◆ Directions
In the data, find each line where the word "before" appears and list that line.

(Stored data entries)
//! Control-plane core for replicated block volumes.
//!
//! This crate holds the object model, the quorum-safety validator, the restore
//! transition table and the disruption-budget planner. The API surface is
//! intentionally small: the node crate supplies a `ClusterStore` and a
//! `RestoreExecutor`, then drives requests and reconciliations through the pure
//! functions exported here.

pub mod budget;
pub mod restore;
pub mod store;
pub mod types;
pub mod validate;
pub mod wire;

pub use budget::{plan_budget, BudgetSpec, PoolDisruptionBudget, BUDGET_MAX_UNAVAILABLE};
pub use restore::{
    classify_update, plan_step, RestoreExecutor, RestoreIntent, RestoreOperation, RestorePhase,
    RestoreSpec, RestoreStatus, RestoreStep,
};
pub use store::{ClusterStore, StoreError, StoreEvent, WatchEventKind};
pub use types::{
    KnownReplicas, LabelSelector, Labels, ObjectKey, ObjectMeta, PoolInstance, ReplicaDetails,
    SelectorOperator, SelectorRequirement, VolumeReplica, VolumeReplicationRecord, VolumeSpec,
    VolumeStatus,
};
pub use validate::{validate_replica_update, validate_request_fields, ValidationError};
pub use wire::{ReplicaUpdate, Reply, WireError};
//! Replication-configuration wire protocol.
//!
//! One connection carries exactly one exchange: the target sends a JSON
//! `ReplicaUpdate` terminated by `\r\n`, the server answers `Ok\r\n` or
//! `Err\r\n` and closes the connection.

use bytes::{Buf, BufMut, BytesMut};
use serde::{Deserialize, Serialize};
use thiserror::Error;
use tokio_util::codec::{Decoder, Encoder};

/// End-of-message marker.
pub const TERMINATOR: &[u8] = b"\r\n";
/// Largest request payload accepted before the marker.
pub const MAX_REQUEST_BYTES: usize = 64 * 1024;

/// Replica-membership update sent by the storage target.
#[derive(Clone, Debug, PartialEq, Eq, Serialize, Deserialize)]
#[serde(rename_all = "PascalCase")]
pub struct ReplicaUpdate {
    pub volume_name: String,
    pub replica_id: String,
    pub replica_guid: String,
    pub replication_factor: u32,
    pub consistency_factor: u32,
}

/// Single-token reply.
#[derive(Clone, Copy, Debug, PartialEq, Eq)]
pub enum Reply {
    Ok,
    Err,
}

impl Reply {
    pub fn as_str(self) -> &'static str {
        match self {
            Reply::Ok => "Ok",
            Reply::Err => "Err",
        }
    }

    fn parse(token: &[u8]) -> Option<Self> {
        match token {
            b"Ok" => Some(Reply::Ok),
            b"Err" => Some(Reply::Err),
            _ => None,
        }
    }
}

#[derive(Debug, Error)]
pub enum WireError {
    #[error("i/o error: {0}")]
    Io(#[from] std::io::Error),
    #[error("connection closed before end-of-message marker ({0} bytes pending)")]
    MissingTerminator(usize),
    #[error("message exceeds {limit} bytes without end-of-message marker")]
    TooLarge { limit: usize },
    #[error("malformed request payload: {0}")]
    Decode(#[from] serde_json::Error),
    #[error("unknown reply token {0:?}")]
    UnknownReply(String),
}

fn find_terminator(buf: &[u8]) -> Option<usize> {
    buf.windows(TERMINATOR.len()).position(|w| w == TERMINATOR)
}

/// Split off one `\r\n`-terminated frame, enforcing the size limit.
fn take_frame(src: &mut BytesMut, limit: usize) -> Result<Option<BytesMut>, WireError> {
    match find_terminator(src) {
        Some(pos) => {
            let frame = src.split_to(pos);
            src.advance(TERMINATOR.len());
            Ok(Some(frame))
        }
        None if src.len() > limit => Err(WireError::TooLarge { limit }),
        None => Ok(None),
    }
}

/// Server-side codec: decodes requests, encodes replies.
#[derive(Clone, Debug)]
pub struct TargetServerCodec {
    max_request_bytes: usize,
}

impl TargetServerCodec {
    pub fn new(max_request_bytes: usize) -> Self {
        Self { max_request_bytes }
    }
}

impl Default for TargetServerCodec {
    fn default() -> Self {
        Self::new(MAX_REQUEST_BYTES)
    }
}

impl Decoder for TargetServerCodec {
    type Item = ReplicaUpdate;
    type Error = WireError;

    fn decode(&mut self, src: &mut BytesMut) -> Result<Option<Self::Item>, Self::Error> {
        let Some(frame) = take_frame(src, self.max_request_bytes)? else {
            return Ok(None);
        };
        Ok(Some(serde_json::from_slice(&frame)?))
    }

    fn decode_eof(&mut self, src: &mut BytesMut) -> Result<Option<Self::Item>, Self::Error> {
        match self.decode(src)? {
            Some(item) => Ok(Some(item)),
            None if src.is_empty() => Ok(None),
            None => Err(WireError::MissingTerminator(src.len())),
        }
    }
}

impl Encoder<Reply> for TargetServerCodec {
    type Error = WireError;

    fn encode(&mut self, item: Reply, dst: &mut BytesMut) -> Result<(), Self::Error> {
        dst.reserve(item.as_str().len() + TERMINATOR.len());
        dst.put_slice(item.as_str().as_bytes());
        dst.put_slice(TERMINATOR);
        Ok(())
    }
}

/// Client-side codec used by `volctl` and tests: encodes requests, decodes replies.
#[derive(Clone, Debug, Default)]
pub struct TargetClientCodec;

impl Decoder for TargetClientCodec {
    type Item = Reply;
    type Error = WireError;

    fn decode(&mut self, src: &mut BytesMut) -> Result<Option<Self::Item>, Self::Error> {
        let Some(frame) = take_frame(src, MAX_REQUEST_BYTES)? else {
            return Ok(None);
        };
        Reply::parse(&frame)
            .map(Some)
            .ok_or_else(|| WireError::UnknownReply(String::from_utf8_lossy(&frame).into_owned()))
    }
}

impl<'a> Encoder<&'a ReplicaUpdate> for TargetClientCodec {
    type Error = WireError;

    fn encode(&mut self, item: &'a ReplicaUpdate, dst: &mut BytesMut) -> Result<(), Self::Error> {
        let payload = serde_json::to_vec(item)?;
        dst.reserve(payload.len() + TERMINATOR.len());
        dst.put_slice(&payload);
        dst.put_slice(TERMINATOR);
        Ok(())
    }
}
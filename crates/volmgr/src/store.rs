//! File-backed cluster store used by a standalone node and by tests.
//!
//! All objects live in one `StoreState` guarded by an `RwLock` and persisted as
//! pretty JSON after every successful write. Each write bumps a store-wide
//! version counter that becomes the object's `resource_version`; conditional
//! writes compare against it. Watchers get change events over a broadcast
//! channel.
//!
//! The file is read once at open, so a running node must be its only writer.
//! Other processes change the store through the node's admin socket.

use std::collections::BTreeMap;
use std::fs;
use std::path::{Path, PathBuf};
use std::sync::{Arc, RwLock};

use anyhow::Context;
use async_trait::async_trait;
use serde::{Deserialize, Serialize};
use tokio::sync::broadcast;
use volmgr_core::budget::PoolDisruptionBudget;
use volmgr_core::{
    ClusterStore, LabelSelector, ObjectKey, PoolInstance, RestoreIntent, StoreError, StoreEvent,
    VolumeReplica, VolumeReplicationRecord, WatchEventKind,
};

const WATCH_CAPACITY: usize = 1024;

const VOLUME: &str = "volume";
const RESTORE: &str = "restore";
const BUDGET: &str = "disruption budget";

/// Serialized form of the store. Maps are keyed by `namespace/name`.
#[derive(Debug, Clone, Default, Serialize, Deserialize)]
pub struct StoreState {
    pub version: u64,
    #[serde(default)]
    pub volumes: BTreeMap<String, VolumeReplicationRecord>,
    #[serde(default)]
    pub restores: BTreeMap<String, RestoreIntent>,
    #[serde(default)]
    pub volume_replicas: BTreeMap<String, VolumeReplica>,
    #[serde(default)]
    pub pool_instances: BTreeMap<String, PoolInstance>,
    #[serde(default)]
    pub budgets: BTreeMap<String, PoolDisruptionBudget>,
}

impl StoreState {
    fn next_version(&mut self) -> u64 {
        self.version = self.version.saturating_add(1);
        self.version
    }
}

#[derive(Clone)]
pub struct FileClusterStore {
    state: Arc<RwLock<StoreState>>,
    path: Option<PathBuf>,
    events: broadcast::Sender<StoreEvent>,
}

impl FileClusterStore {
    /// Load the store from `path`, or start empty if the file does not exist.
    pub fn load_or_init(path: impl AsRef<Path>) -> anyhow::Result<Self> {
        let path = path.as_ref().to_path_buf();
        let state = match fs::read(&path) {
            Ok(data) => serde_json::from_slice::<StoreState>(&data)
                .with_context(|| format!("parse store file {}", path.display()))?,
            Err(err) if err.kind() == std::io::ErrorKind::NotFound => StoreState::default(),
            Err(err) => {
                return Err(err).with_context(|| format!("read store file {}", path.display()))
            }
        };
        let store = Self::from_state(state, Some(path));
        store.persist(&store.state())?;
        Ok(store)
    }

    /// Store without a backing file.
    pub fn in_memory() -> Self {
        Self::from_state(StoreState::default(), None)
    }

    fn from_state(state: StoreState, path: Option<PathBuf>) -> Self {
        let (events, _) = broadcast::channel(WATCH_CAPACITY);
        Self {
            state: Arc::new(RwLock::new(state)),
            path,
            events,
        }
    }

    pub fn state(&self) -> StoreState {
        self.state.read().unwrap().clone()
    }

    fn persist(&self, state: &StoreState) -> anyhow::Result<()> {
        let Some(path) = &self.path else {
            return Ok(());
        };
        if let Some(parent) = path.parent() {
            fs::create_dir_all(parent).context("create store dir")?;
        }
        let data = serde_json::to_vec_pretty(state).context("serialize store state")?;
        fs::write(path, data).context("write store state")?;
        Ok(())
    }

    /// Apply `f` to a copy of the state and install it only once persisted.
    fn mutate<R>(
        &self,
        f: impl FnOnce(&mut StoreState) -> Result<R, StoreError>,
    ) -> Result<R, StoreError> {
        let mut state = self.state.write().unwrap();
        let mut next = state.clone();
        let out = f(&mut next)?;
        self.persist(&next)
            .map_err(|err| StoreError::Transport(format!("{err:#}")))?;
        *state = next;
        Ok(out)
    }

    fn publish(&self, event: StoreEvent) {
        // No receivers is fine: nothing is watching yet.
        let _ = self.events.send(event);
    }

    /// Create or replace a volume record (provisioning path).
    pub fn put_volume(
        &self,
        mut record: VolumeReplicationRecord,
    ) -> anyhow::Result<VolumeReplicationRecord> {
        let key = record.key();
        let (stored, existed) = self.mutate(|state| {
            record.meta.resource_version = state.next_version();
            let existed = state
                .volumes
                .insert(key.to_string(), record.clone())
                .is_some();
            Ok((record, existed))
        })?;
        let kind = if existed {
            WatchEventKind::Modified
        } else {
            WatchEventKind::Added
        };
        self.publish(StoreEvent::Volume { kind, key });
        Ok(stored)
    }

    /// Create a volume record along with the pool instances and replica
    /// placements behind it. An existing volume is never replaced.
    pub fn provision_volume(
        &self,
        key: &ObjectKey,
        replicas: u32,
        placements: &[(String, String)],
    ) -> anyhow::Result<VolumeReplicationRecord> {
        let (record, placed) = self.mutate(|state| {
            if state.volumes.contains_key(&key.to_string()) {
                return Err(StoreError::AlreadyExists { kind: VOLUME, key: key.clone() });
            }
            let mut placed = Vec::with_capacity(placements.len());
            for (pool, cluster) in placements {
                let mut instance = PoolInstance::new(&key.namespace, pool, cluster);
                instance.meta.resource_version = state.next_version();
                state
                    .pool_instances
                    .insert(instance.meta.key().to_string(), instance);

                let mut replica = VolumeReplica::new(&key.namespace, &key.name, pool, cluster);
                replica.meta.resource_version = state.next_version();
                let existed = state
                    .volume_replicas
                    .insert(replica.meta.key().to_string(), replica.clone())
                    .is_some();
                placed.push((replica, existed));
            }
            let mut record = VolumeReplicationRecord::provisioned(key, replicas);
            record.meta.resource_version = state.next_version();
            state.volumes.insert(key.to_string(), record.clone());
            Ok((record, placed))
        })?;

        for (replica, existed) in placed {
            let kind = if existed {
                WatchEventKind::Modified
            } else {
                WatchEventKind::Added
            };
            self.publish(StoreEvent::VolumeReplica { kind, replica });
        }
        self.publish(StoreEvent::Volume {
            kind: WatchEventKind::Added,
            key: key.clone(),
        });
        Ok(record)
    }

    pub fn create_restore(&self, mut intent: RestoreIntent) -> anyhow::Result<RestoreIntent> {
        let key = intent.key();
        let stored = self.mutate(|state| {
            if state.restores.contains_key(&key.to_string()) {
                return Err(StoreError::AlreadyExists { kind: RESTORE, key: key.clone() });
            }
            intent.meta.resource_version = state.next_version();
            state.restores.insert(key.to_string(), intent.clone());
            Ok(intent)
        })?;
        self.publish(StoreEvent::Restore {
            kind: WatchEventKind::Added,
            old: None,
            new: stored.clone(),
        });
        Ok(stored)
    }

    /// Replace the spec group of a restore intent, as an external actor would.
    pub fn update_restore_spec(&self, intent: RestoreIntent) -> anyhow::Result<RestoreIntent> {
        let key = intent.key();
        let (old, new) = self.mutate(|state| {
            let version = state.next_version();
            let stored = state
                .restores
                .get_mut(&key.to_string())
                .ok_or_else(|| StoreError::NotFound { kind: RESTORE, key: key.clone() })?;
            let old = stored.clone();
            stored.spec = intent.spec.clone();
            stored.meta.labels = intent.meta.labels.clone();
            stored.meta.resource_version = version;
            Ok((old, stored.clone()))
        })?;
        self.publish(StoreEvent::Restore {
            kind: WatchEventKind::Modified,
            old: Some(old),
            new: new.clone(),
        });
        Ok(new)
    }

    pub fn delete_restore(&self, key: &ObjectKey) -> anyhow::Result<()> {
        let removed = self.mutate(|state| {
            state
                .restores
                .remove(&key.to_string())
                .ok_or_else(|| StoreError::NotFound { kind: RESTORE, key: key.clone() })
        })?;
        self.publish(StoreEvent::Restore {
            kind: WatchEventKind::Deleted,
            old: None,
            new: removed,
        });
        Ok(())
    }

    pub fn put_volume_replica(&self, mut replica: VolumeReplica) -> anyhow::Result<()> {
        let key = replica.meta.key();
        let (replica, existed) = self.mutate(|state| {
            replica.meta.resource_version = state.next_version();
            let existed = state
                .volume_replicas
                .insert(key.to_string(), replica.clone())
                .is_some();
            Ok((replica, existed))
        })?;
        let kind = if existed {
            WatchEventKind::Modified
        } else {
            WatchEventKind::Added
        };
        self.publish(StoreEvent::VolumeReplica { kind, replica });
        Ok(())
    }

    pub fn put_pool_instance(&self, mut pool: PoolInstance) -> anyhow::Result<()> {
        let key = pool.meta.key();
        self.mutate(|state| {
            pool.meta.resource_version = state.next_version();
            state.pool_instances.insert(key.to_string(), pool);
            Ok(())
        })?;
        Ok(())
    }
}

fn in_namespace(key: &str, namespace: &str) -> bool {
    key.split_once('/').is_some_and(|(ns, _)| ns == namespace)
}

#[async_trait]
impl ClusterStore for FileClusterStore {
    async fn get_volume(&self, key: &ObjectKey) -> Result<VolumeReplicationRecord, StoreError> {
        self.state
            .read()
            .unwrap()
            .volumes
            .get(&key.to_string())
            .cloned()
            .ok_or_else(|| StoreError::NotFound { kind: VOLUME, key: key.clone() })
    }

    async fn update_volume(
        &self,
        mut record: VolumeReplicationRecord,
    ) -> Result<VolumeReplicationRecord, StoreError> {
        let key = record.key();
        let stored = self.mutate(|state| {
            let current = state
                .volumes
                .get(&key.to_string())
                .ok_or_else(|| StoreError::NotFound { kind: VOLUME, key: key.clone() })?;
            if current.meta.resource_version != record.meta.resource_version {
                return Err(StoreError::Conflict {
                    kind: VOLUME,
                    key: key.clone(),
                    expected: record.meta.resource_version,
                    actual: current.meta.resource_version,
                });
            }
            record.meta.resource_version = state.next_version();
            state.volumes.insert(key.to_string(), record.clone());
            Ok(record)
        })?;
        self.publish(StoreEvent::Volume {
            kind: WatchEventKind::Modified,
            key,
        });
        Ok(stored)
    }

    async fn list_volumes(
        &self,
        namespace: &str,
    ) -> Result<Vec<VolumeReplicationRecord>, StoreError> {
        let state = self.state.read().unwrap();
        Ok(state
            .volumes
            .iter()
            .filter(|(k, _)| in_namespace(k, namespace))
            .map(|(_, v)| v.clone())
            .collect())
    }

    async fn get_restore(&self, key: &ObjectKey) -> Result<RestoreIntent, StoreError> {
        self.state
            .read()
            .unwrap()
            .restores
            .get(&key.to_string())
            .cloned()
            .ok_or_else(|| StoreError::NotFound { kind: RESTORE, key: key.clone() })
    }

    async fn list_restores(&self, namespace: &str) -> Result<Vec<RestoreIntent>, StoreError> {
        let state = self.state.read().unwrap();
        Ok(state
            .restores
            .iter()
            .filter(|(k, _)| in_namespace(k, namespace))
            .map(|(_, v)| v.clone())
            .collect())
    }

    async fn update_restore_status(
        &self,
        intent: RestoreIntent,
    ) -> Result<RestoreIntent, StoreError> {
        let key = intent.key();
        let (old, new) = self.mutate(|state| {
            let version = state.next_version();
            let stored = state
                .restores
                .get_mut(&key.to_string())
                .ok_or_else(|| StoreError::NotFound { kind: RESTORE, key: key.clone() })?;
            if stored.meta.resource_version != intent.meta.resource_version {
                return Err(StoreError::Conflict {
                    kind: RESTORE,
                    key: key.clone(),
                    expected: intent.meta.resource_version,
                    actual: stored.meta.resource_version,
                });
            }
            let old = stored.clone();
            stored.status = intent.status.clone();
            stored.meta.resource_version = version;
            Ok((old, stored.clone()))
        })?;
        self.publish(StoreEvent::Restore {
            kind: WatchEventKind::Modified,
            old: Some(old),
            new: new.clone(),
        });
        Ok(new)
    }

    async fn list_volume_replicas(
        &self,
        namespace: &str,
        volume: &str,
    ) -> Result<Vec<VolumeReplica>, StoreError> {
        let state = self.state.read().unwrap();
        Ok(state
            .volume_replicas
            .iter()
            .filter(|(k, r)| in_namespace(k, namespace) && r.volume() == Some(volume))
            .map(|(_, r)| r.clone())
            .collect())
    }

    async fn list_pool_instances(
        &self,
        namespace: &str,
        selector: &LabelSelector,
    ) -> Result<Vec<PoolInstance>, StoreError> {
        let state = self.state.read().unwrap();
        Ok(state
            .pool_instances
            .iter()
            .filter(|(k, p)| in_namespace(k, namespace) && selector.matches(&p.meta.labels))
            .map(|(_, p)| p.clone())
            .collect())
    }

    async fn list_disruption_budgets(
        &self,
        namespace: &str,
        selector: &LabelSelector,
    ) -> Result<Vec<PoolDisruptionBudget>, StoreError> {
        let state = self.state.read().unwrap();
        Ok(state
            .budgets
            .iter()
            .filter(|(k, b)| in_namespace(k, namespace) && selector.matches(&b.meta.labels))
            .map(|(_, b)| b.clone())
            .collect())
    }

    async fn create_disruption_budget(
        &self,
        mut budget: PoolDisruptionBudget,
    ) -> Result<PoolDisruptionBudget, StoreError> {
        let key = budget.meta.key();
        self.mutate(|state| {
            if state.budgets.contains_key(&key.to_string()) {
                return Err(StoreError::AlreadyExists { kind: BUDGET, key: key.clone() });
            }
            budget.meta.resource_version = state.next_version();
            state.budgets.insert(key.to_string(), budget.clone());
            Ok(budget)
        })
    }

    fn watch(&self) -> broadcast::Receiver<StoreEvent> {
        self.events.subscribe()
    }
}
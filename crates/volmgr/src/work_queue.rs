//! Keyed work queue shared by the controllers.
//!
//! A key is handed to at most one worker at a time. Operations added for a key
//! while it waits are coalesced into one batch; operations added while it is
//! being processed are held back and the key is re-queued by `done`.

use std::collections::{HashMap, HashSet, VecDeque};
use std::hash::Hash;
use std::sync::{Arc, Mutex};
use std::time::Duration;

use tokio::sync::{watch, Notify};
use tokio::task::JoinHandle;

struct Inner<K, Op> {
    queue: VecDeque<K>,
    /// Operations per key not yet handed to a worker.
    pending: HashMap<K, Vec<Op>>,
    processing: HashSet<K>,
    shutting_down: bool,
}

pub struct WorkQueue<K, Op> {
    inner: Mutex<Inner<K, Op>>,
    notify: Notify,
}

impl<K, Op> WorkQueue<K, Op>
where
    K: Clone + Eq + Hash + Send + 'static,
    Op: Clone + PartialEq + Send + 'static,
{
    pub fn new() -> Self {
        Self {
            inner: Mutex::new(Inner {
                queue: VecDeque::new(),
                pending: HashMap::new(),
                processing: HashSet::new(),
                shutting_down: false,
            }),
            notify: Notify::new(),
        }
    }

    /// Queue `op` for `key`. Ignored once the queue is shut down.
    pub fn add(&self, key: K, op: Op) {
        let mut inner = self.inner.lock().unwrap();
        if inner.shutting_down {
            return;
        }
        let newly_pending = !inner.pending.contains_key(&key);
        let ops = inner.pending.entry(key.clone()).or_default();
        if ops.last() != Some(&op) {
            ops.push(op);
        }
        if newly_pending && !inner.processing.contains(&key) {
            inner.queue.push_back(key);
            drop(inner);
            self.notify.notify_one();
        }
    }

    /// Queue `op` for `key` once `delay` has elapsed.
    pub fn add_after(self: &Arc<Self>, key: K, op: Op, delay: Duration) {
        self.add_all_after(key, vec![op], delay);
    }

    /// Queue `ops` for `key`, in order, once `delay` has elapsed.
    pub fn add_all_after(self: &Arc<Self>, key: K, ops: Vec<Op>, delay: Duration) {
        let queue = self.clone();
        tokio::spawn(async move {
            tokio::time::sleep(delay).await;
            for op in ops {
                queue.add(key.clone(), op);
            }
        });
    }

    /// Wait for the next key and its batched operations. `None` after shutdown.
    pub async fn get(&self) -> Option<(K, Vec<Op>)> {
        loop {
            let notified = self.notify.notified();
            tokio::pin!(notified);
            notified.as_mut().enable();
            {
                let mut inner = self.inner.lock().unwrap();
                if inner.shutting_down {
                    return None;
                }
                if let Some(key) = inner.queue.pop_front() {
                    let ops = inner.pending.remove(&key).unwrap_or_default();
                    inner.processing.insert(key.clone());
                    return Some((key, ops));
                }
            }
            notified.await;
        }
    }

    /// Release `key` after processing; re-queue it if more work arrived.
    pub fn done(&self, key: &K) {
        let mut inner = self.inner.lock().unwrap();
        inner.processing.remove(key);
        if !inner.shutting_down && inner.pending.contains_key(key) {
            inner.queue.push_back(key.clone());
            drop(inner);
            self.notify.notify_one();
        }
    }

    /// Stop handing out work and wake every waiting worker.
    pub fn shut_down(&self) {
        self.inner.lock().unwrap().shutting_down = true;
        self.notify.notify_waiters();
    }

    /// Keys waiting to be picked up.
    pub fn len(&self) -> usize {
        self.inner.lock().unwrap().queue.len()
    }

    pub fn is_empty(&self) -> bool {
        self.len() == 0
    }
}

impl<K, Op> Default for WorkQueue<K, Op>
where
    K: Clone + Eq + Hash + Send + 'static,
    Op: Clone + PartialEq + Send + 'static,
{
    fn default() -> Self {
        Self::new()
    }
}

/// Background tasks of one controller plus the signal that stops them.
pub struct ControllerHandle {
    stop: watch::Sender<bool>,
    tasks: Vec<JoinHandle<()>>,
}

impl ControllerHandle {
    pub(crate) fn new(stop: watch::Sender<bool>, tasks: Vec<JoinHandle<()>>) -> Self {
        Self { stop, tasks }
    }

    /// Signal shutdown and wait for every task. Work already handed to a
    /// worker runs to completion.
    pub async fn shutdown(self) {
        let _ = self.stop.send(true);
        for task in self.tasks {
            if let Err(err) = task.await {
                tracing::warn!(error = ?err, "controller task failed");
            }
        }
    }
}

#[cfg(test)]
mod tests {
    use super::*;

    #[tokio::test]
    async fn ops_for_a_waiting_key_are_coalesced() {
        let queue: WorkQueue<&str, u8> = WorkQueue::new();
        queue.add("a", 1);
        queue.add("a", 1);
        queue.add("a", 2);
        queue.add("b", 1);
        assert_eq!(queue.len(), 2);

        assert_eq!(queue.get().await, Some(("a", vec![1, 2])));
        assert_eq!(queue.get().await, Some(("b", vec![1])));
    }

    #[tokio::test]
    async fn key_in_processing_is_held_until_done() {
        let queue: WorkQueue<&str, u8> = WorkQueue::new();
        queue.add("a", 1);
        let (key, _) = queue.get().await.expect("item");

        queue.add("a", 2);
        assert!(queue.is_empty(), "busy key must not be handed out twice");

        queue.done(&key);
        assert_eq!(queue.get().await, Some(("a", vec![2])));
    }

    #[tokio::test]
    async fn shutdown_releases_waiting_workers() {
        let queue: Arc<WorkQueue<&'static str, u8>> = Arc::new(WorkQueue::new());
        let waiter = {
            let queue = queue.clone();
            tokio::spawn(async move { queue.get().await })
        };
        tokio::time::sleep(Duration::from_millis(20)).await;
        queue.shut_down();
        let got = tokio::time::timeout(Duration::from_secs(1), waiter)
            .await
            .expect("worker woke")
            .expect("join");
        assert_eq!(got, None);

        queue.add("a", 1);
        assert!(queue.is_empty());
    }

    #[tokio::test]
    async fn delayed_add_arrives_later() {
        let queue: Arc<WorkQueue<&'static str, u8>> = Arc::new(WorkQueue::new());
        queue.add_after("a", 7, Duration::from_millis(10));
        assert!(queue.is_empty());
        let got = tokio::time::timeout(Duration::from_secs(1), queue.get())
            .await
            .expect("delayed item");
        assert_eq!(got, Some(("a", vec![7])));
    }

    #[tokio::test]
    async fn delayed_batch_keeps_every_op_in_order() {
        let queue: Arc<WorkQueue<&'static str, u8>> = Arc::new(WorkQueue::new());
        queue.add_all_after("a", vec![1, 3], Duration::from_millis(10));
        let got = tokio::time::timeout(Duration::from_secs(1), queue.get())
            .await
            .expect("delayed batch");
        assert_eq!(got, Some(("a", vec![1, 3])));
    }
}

◆ Answer to the problem
/// Largest request payload accepted before the marker.
    #[error("connection closed before end-of-message marker ({0} bytes pending)")]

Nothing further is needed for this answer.